Looking for something to shake up your dinner plans? Try these low FODMAP enchiladas. Filled with seasoned meat and smothered in a savory red sauce, these enchiladas will be the talk of your dinner table.


Red Enchilada Sauce

  • 2 tbsp low FODMAP garlic infused oil
  • 1 tbsp chilli powder
  • 2 tsp dried parsley
  • 1 tsp dried oregano
  • 1 tsp dried basil
  • 1/2 tsp ground cumin
  • 1/4 tsp black pepper
  • 1/4 tsp salt
  • 1/2 cup low FODMAP salsa
  • 2 can tomato paste (6 oz each)
  • 3 cups of water


  • 1 tbsp garlic-infused olive oil
  • 1 lb ground beef
  • 1/2 tsp salt
  • 1/4 tsp ground cumin
  • 1/4 tsp dried oregano
  • 1/8 tsp cayenne pepper
  • 10 low FODMAP tortillas
  • 5 cups cheddar cheese (shredded)
  • 1 tbsp green onions (green parts only, chopped)


Red Enchilada Sauce

  1. Heat your garlic-infused oil in a saucepan over medium heat, then add your spices (chilli powder through salt). Give them a swirl to turn the oil into a paste, then quickly add your low FODMAP salsa and tomato paste. Stir the ingredients together, then add your water. Simmer, uncovered, for 15-20 minutes.
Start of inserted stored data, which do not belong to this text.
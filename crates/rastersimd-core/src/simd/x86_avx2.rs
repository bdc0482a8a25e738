//! 256-bit x86 load/store and reduction helpers.
//!
//! All functions require runtime AVX2 detection before calling.

// SAFETY: Pointer casts reinterpret element pointers as vector pointers for
// load/store intrinsics; alignment is guaranteed by the caller when ALIGN.
#![allow(clippy::cast_ptr_alignment)]
#![allow(clippy::cast_possible_truncation)]
#![allow(clippy::cast_possible_wrap)]

use std::arch::x86_64::*;

use super::tail;

/// Bytes per 256-bit vector.
pub(crate) const A: usize = 32;
/// 16-bit lanes per vector.
pub(crate) const HA: usize = 16;
/// f32 lanes per vector.
pub(crate) const F: usize = 8;

#[target_feature(enable = "avx2")]
#[inline]
pub(crate) unsafe fn load_si256<const ALIGN: bool, T>(p: *const T) -> __m256i {
    if ALIGN {
        _mm256_load_si256(p.cast())
    } else {
        _mm256_loadu_si256(p.cast())
    }
}

#[target_feature(enable = "avx2")]
#[inline]
pub(crate) unsafe fn store_si256<const ALIGN: bool, T>(p: *mut T, value: __m256i) {
    if ALIGN {
        _mm256_store_si256(p.cast(), value);
    } else {
        _mm256_storeu_si256(p.cast(), value);
    }
}

#[target_feature(enable = "avx2")]
#[inline]
pub(crate) unsafe fn load_ps<const ALIGN: bool>(p: *const f32) -> __m256 {
    if ALIGN {
        _mm256_load_ps(p)
    } else {
        _mm256_loadu_ps(p)
    }
}

#[target_feature(enable = "avx2")]
#[inline]
pub(crate) unsafe fn store_ps<const ALIGN: bool>(p: *mut f32, value: __m256) {
    if ALIGN {
        _mm256_store_ps(p, value);
    } else {
        _mm256_storeu_ps(p, value);
    }
}

/// Byte mask keeping the last `count` bytes of a vector.
#[target_feature(enable = "avx2")]
#[inline]
pub(crate) unsafe fn right_not_zero_si256(count: usize) -> __m256i {
    _mm256_loadu_si256(tail::right_not_zero(count, A).as_ptr().cast())
}

/// Lane mask keeping the last `count` f32 lanes of a vector.
#[target_feature(enable = "avx2")]
#[inline]
pub(crate) unsafe fn right_not_zero_ps(count: usize) -> __m256 {
    _mm256_castsi256_ps(right_not_zero_si256(count * 4))
}

/// Predicate for `_mm256_maskload_ps`/`_mm256_maskstore_ps` selecting the
/// first `count` f32 lanes.
#[target_feature(enable = "avx2")]
#[inline]
pub(crate) unsafe fn first_lanes_mask(count: usize) -> __m256i {
    _mm256_loadu_si256(tail::left_not_zero(count * 4, A).as_ptr().cast())
}

#[target_feature(enable = "avx2")]
#[inline]
pub(crate) unsafe fn abs_difference_u8(a: __m256i, b: __m256i) -> __m256i {
    _mm256_or_si256(_mm256_subs_epu8(a, b), _mm256_subs_epu8(b, a))
}

/// Widens eight u32 lanes into four u64 pair sums.
#[target_feature(enable = "avx2")]
#[inline]
pub(crate) unsafe fn horizontal_sum32(value: __m256i) -> __m256i {
    let zero = _mm256_setzero_si256();
    _mm256_add_epi64(
        _mm256_unpacklo_epi32(value, zero),
        _mm256_unpackhi_epi32(value, zero),
    )
}

#[target_feature(enable = "avx2")]
#[inline]
pub(crate) unsafe fn extract_u64_sum(value: __m256i) -> u64 {
    let mut lanes = [0u64; 4];
    _mm256_storeu_si256(lanes.as_mut_ptr().cast(), value);
    lanes
        .iter()
        .fold(0u64, |acc, &lane| acc.wrapping_add(lane))
}

#[target_feature(enable = "avx2")]
#[inline]
pub(crate) unsafe fn extract_u32_sum(value: __m256i) -> u32 {
    let mut lanes = [0u32; 8];
    _mm256_storeu_si256(lanes.as_mut_ptr().cast(), value);
    lanes
        .iter()
        .fold(0u32, |acc, &lane| acc.wrapping_add(lane))
}

#[target_feature(enable = "avx2")]
#[inline]
pub(crate) unsafe fn extract_sum_ps(value: __m256) -> f32 {
    let lo = _mm256_castps256_ps128(value);
    let hi = _mm256_extractf128_ps(value, 1);
    super::x86_sse41::extract_sum_ps(_mm_add_ps(lo, hi))
}

#[target_feature(enable = "avx2")]
#[inline]
pub(crate) unsafe fn reduce_min_u8(value: __m256i) -> u8 {
    let mut lanes = [0u8; A];
    _mm256_storeu_si256(lanes.as_mut_ptr().cast(), value);
    lanes.iter().copied().min().unwrap_or(u8::MAX)
}

#[target_feature(enable = "avx2")]
#[inline]
pub(crate) unsafe fn reduce_max_u8(value: __m256i) -> u8 {
    let mut lanes = [0u8; A];
    _mm256_storeu_si256(lanes.as_mut_ptr().cast(), value);
    lanes.iter().copied().max().unwrap_or(0)
}

/// Sum of products of 32 byte pairs as eight u32 lanes.
#[target_feature(enable = "avx2")]
#[inline]
pub(crate) unsafe fn correlation_u8(a: __m256i, b: __m256i) -> __m256i {
    let zero = _mm256_setzero_si256();
    let lo = _mm256_madd_epi16(
        _mm256_unpacklo_epi8(a, zero),
        _mm256_unpacklo_epi8(b, zero),
    );
    let hi = _mm256_madd_epi16(
        _mm256_unpackhi_epi8(a, zero),
        _mm256_unpackhi_epi8(b, zero),
    );
    _mm256_add_epi32(lo, hi)
}
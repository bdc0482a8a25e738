//! AVX2 absolute difference kernels.

// SAFETY: `index as i8` reinterprets the mask byte for the signed broadcast.
#![allow(clippy::cast_possible_wrap)]

use std::arch::x86_64::*;

use crate::memory::align_lo;
pub(crate) use crate::simd::x86_avx2::A;
use crate::simd::x86_avx2::{extract_u64_sum, load_si256, right_not_zero_si256};
use crate::view::Raster;

/// Selector for [`abs_difference_sum_body`].
#[target_feature(enable = "avx2")]
pub(crate) unsafe fn abs_difference_sum(a: &Raster<'_, u8>, b: &Raster<'_, u8>) -> u64 {
    if a.is_aligned(A) && b.is_aligned(A) {
        abs_difference_sum_body::<true>(a, b)
    } else {
        abs_difference_sum_body::<false>(a, b)
    }
}

#[target_feature(enable = "avx2")]
#[inline]
unsafe fn abs_difference_sum_body<const ALIGN: bool>(a: &Raster<'_, u8>, b: &Raster<'_, u8>) -> u64 {
    let width = a.width();
    let body = align_lo(width, A);
    let tail_mask = right_not_zero_si256(width - body);
    let mut sum = _mm256_setzero_si256();
    for y in 0..a.height() {
        let (row_a, row_b) = (a.row(y).as_ptr(), b.row(y).as_ptr());
        let mut col = 0;
        while col < body {
            let va = load_si256::<ALIGN, _>(row_a.add(col));
            let vb = load_si256::<ALIGN, _>(row_b.add(col));
            sum = _mm256_add_epi64(sum, _mm256_sad_epu8(va, vb));
            col += A;
        }
        if body != width {
            let va = _mm256_and_si256(load_si256::<false, _>(row_a.add(width - A)), tail_mask);
            let vb = _mm256_and_si256(load_si256::<false, _>(row_b.add(width - A)), tail_mask);
            sum = _mm256_add_epi64(sum, _mm256_sad_epu8(va, vb));
        }
    }
    extract_u64_sum(sum)
}

/// Selector for [`abs_difference_sum_masked_body`].
#[target_feature(enable = "avx2")]
pub(crate) unsafe fn abs_difference_sum_masked(
    a: &Raster<'_, u8>,
    b: &Raster<'_, u8>,
    mask: &Raster<'_, u8>,
    index: u8,
) -> u64 {
    if a.is_aligned(A) && b.is_aligned(A) && mask.is_aligned(A) {
        abs_difference_sum_masked_body::<true>(a, b, mask, index)
    } else {
        abs_difference_sum_masked_body::<false>(a, b, mask, index)
    }
}

#[target_feature(enable = "avx2")]
#[inline]
unsafe fn abs_difference_sum_masked_body<const ALIGN: bool>(
    a: &Raster<'_, u8>,
    b: &Raster<'_, u8>,
    mask: &Raster<'_, u8>,
    index: u8,
) -> u64 {
    let width = a.width();
    let body = align_lo(width, A);
    let tail_mask = right_not_zero_si256(width - body);
    let index = _mm256_set1_epi8(index as i8);
    let mut sum = _mm256_setzero_si256();
    for y in 0..a.height() {
        let (row_a, row_b) = (a.row(y).as_ptr(), b.row(y).as_ptr());
        let row_mask = mask.row(y).as_ptr();
        let mut col = 0;
        while col < body {
            let select = _mm256_cmpeq_epi8(load_si256::<ALIGN, _>(row_mask.add(col)), index);
            let va = _mm256_and_si256(load_si256::<ALIGN, _>(row_a.add(col)), select);
            let vb = _mm256_and_si256(load_si256::<ALIGN, _>(row_b.add(col)), select);
            sum = _mm256_add_epi64(sum, _mm256_sad_epu8(va, vb));
            col += A;
        }
        if body != width {
            let col = width - A;
            let select = _mm256_and_si256(
                _mm256_cmpeq_epi8(load_si256::<false, _>(row_mask.add(col)), index),
                tail_mask,
            );
            let va = _mm256_and_si256(load_si256::<false, _>(row_a.add(col)), select);
            let vb = _mm256_and_si256(load_si256::<false, _>(row_b.add(col)), select);
            sum = _mm256_add_epi64(sum, _mm256_sad_epu8(va, vb));
        }
    }
    extract_u64_sum(sum)
}

/// Adds the nine shifted differences of one `current` vector.
///
/// `rows` point at column 0 of the background rows above, at and below the
/// current row; `col` is the interior column, so `rows[i] + col` is the
/// `dx = -1` neighbour.
#[target_feature(enable = "avx2")]
#[inline]
unsafe fn accumulate_3x3<const ALIGN: bool, const SELECT: bool>(
    current: __m256i,
    rows: &[*const u8; 3],
    col: usize,
    select: __m256i,
    sums: &mut [__m256i; 9],
) {
    for (dy, &row) in rows.iter().enumerate() {
        let row = row.add(col);
        let neighbours = [
            load_si256::<ALIGN, _>(row),
            load_si256::<false, _>(row.add(1)),
            load_si256::<false, _>(row.add(2)),
        ];
        for (dx, value) in neighbours.into_iter().enumerate() {
            let value = if SELECT {
                _mm256_and_si256(value, select)
            } else {
                value
            };
            let sum = &mut sums[dy * 3 + dx];
            *sum = _mm256_add_epi64(*sum, _mm256_sad_epu8(current, value));
        }
    }
}

/// Selector for [`abs_difference_sums_3x3_body`]. Only the background loads
/// can be aligned; current and mask reads start one pixel in.
#[target_feature(enable = "avx2")]
pub(crate) unsafe fn abs_difference_sums_3x3(
    current: &Raster<'_, u8>,
    background: &Raster<'_, u8>,
    mask: Option<&Raster<'_, u8>>,
    index: u8,
) -> [u64; 9] {
    match (background.is_aligned(A), mask.is_some()) {
        (true, true) => abs_difference_sums_3x3_body::<true, true>(current, background, mask, index),
        (false, true) => abs_difference_sums_3x3_body::<false, true>(current, background, mask, index),
        (true, false) => abs_difference_sums_3x3_body::<true, false>(current, background, mask, index),
        (false, false) => {
            abs_difference_sums_3x3_body::<false, false>(current, background, mask, index)
        }
    }
}

#[target_feature(enable = "avx2")]
#[inline]
unsafe fn abs_difference_sums_3x3_body<const ALIGN: bool, const MASKED: bool>(
    current: &Raster<'_, u8>,
    background: &Raster<'_, u8>,
    mask: Option<&Raster<'_, u8>>,
    index: u8,
) -> [u64; 9] {
    let width = current.width() - 2;
    let body = align_lo(width, A);
    let tail_mask = right_not_zero_si256(width - body);
    let index = _mm256_set1_epi8(index as i8);
    let all = _mm256_set1_epi8(-1);
    let mut sums = [_mm256_setzero_si256(); 9];
    for y in 1..current.height() - 1 {
        let row = current.row(y).as_ptr().add(1);
        let row_mask = mask.map_or(std::ptr::null(), |mask| mask.row(y).as_ptr().add(1));
        let rows = [
            background.row(y - 1).as_ptr(),
            background.row(y).as_ptr(),
            background.row(y + 1).as_ptr(),
        ];
        let mut col = 0;
        while col < body {
            let mut value = load_si256::<false, _>(row.add(col));
            let mut select = all;
            if MASKED {
                select = _mm256_cmpeq_epi8(load_si256::<false, _>(row_mask.add(col)), index);
                value = _mm256_and_si256(value, select);
            }
            accumulate_3x3::<ALIGN, MASKED>(value, &rows, col, select, &mut sums);
            col += A;
        }
        if body != width {
            let col = width - A;
            let mut select = tail_mask;
            if MASKED {
                let hits = _mm256_cmpeq_epi8(load_si256::<false, _>(row_mask.add(col)), index);
                select = _mm256_and_si256(select, hits);
            }
            let value = _mm256_and_si256(load_si256::<false, _>(row.add(col)), select);
            accumulate_3x3::<false, true>(value, &rows, col, select, &mut sums);
        }
    }
    let mut totals = [0u64; 9];
    for (total, sum) in totals.iter_mut().zip(sums) {
        *total = extract_u64_sum(sum);
    }
    totals
}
  1. Preheat oven to 375 degrees.
  2. Heat oil in a frying pan over medium heat. Add ground beef and spices (salt through cayenne pepper) and cook until browned.
  3. Place a few spoonfuls of enchilada sauce in the bottom of the 13 x 9″ baking dish. Spread the sauce lightly over the bottom of the pan to prevent the enchiladas from sticking.
  4. Place a spoonful of enchilada sauce down the center of a tortilla, followed by a spoonful of ground beef, and 1 tbsp of shredded cheddar cheese. Wrap up the enchilada like a taco and place it in the baking dish, edges down. Repeat for each tortilla.
  5. Spread remaining enchilada sauce over the enchiladas and top with cheese. Bake for 20-25 minutes (until cheese begins to bubble). Top with optional green onions. Serve warm.

Prep Time: 30 minutes

Cook Time: 25 minutes

Total Time: 55 minutes

Yield: 5 people


  • Serving Size: 2 enchiladas
  • Calories: 308
  • Sugar: 10 d
  • Sodium: 657 mg
  • Fat: 34 g
  • Saturated Fat: 12 g
  • Unsaturated Fat: 11 g
  • Trans Fat: 0 g
  • Carbohydrates: 38 g
  • Fiber: 7 g
  • Protein: 32 g
  • Cholesterol: 96 mg

To save time, you can make your enchilada sauce the night before.